Constitutively active PI3Kδ, as occurs in patients with activated PI3K-delta syndrome (APDS) 1, results in disturbed immune cell development and function leading to microbial susceptibility and immune dysregulation. Leniolisib, a novel, orally FDA-approved bioavailable small molecule inhibitor, was engineered to selectively target PI3Kδ signaling. Leniolisib was shown to partially reconstitute lymphocyte subsets and decrease lymphoproliferation as measured by reduced spleen size and lymphadenopathy. However, its effect in other immune dysregulation manifestations has not been studied.
We evaluated the patient’s peripheral blood by flow cytometry and kidney biopsies by spatial single-cell transcriptomics and proteomics to track LN progression during treatment with leniolisib.

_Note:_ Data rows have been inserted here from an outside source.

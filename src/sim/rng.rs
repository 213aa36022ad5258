//! Pluggable random source for obstacle generation
//!
//! The simulation only ever asks for uniform integers in a half-open range,
//! so tests can script the exact sequence a spawn consumes.

use std::collections::VecDeque;

use rand::{Rng, SeedableRng};
use rand_pcg::Pcg32;

/// Source of uniform integers for spawning
pub trait SpawnRng {
    /// Uniform integer in `[lo, hi)`. Returns `lo` when the range is empty.
    fn range(&mut self, lo: u32, hi: u32) -> u32;
}

impl SpawnRng for Pcg32 {
    fn range(&mut self, lo: u32, hi: u32) -> u32 {
        if hi <= lo {
            return lo;
        }
        self.random_range(lo..hi)
    }
}

/// Seeded generator used by the game driver
pub fn seeded(seed: u64) -> Pcg32 {
    Pcg32::seed_from_u64(seed)
}

/// Replays a fixed list of raw values
///
/// Each value is reduced into the requested range, so a script can be written
/// as offsets (`0` = `lo`). Once exhausted it keeps returning `lo`.
#[derive(Debug, Clone, Default)]
pub struct ScriptedRng {
    values: VecDeque<u32>,
}

impl ScriptedRng {
    pub fn new(values: impl IntoIterator<Item = u32>) -> Self {
        Self {
            values: values.into_iter().collect(),
        }
    }

    /// Values not consumed yet
    pub fn remaining(&self) -> usize {
        self.values.len()
    }
}

impl SpawnRng for ScriptedRng {
    fn range(&mut self, lo: u32, hi: u32) -> u32 {
        if hi <= lo {
            return lo;
        }
        match self.values.pop_front() {
            Some(v) => lo + v % (hi - lo),
            None => lo,
        }
    }
}
//! Frame driver
//!
//! Owns the single `GameState` for the run of the program and advances it one
//! tick per frame from queued input.

use rand_pcg::Pcg32;

use crate::highscores::HighScores;
use crate::platform::EventQueue;
use crate::renderer::Scene;
use crate::sim::{GameEvent, GameState, SpawnRng, seeded, tick};
use crate::tuning::Tuning;

/// Game instance holding all state
pub struct Game<R: SpawnRng = Pcg32> {
    state: GameState,
    rng: R,
    highscores: HighScores,
    /// Cleared by a quit request; checked once per frame
    running: bool,
    /// Let the autopilot play
    pub idle_mode: bool,
    frames: u64,
}

impl Game<Pcg32> {
    pub fn new(tuning: Tuning, seed: u64) -> Self {
        log::info!("Game initialized with seed: {}", seed);
        Self::with_rng(tuning, seeded(seed))
    }
}

impl<R: SpawnRng> Game<R> {
    pub fn with_rng(tuning: Tuning, rng: R) -> Self {
        Self {
            state: GameState::new(tuning),
            rng,
            highscores: HighScores::new(),
            running: true,
            idle_mode: false,
            frames: 0,
        }
    }

    pub fn state(&self) -> &GameState {
        &self.state
    }

    pub fn highscores(&self) -> &HighScores {
        &self.highscores
    }

    pub fn is_running(&self) -> bool {
        self.running
    }

    pub fn frames(&self) -> u64 {
        self.frames
    }

    /// Stop after the current frame
    pub fn quit(&mut self) {
        self.running = false;
    }

    /// Poll input, advance one tick, and report whether to keep going
    pub fn frame(&mut self, queue: &mut EventQueue) -> bool {
        if !self.running {
            return false;
        }

        let (input, quit) = queue.drain_tick(self.idle_mode);
        if quit {
            log::info!("Quit requested after {} frames", self.frames);
            self.running = false;
            return false;
        }

        let run = self.state.run;
        let ticks = self.state.time_ticks;
        tick(&mut self.state, &input, &mut self.rng);
        self.frames += 1;

        for event in std::mem::take(&mut self.state.events) {
            self.handle_event(event, run, ticks);
        }

        self.running
    }

    fn handle_event(&mut self, event: GameEvent, run: u32, ticks: u64) {
        match event {
            GameEvent::GameOver {
                score,
                new_high_score,
            } => {
                log::info!(
                    "Run {} over: score {} after {} ticks{}",
                    run,
                    score,
                    ticks + 1,
                    if new_high_score { " (new high score!)" } else { "" }
                );
                if let Some(rank) = self.highscores.add_score(score, ticks + 1, run) {
                    log::info!("Run {} ranked #{} this session", run, rank);
                }
            }
            GameEvent::Restarted { run } => log::info!("Starting run {}", run),
            GameEvent::Paused => log::info!("Paused"),
            GameEvent::Resumed => log::info!("Resumed"),
            other => log::debug!("{:?}", other),
        }
    }

    /// Snapshot for the renderer
    pub fn scene(&self) -> Scene {
        Scene::from_state(&self.state)
    }
}
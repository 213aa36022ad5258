//! Deterministic simulation module
//!
//! All gameplay logic lives here. This module must be pure and deterministic:
//! - Fixed tick only
//! - Injected RNG only
//! - Obstacles kept in spawn order
//! - No rendering or platform dependencies

pub mod collision;
pub mod rng;
pub mod shape;
pub mod state;
pub mod tick;

pub use collision::{Aabb, first_overlap};
pub use rng::{ScriptedRng, SpawnRng, seeded};
pub use shape::{ObstacleShape, Rgb, ShapeKind};
pub use state::{GameEvent, GameState, Obstacle, Player, PlayerState};
pub use tick::{Command, TickInput, spawn_obstacle, tick};
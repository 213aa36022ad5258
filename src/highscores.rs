//! Session leaderboard
//!
//! Tracks the top 10 finished runs for the lifetime of the process. Nothing
//! is written to storage.

use serde::{Deserialize, Serialize};

/// Maximum number of high scores to keep
pub const MAX_HIGH_SCORES: usize = 10;

/// A single finished run
#[derive(Debug, Clone, PartialEq, Eq, Serialize, Deserialize)]
pub struct HighScoreEntry {
    /// Obstacles cleared
    pub score: u64,
    /// Simulated ticks survived
    pub ticks: u64,
    /// Which run of the session
    pub run: u32,
}

/// High score leaderboard
#[derive(Debug, Clone, Serialize, Deserialize, Default)]
pub struct HighScores {
    pub entries: Vec<HighScoreEntry>,
}

impl HighScores {
    /// Create empty leaderboard
    pub fn new() -> Self {
        Self {
            entries: Vec::new(),
        }
    }

    /// A score qualifies if it is positive and the board has room or it
    /// strictly beats the lowest entry. Equalling the lowest is not enough.
    pub fn qualifies(&self, score: u64) -> bool {
        score > 0
            && (self.entries.len() < MAX_HIGH_SCORES
                || self.entries.last().is_some_and(|lowest| score > lowest.score))
    }

    /// Record a finished run. Returns its 1-based rank, or `None` if it
    /// didn't make the board.
    pub fn add_score(&mut self, score: u64, ticks: u64, run: u32) -> Option<usize> {
        if !self.qualifies(score) {
            return None;
        }

        // Insert after every entry with an equal or higher score, so an
        // earlier run keeps its place over a later one with the same score
        let index = self.entries.partition_point(|e| e.score >= score);
        self.entries.insert(index, HighScoreEntry { score, ticks, run });
        self.entries.truncate(MAX_HIGH_SCORES);

        Some(index + 1)
    }

    pub fn is_empty(&self) -> bool {
        self.entries.is_empty()
    }

    /// Get the top score (if any)
    pub fn top_score(&self) -> Option<u64> {
        self.entries.first().map(|e| e.score)
    }
}

#[cfg(test)]
mod tests {
    use super::*;

    #[test]
    fn test_zero_never_qualifies() {
        let mut scores = HighScores::new();
        assert_eq!(scores.add_score(0, 100, 1), None);
        assert!(scores.is_empty());
    }

    #[test]
    fn test_sorted_descending() {
        let mut scores = HighScores::new();
        assert_eq!(scores.add_score(5, 500, 1), Some(1));
        assert_eq!(scores.add_score(9, 900, 2), Some(1));
        assert_eq!(scores.add_score(7, 700, 3), Some(2));
        // Tie goes after the existing entry
        assert_eq!(scores.add_score(7, 650, 4), Some(3));

        let order: Vec<u32> = scores.entries.iter().map(|e| e.run).collect();
        assert_eq!(order, vec![2, 3, 4, 1]);
        assert_eq!(scores.top_score(), Some(9));
    }

    #[test]
    fn test_capped_at_max() {
        let mut scores = HighScores::new();
        for run in 1..=MAX_HIGH_SCORES as u32 {
            scores.add_score(10 + run as u64, 0, run);
        }
        assert!(!scores.qualifies(5));
        assert_eq!(scores.add_score(5, 0, 99), None);
        assert_eq!(scores.add_score(100, 0, 100), Some(1));
        assert_eq!(scores.entries.len(), MAX_HIGH_SCORES);
        assert_eq!(scores.entries.last().map(|e| e.score), Some(12));
    }

    #[test]
    fn test_tie_with_lowest_on_full_board_is_rejected() {
        let mut scores = HighScores::new();
        for run in 1..=MAX_HIGH_SCORES as u32 {
            scores.add_score(10, 0, run);
        }
        assert!(!scores.qualifies(10));
        assert_eq!(scores.add_score(10, 0, 99), None);
        assert!(scores.entries.iter().all(|e| e.run != 99));
        assert_eq!(scores.add_score(11, 0, 100), Some(1));
        assert_eq!(scores.entries.last().map(|e| e.run), Some(9));
    }
}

The patient presented at age 10 yo with recurrent sinopulmonary infections and significant bronchiectasis. She developed class IV LN at age 14 yo with autoantibodies to dsDNA, RNP, SSA, and Smith. She was treated with corticosteroids, cyclophosphamide, mycophenolate, hydroxychloroquine, and tacrolimus with suboptimal renal response and infectious complications. She was also treated with rituximab, but early B cell repopulation (with plasmablast skewing) persisted with LN flares. The frequency of her peripheral CD21lo B cells, plasmablasts, CD8 T effector memory, exhausted (PD1+), and senescent (CD57hi) cell subpopulations decreased after three doses of rituximab, with some clinical improvement in renal function, but remained clinically tenuous. She started leniolisib in April 2023, three years after her initial renal biopsy, with marked improvement and weaning of immunomodulation. Multiplexed ion beam imaging (MIBI) demonstrated that the CD45+ leukocytes in the patient’s kidney biopsy had a significant increase in the CD8 T cells and M1 macrophages compared with other 30 cLN patients’ biopsies, based on single-cell antibody panel in situ immune profiling. These data were further confirmed by spatial transcriptomic data. These tissue-specific findings are consistent with the genetic immunopathology of the patient, particularly the increased CD8 T cellular effector phenotype, which drives the immune infiltrate and renal disease in the APDS patient.
This report illustrates the criticality of understanding the underlying disease mechanism to guide pathway and patient specific therapy in autoimmunity. Further, it demonstrates the therapeutic effect leniolisib for the treatment of APDS-related immune dysregulation complications beyond splenomegaly and lymphadenopathy.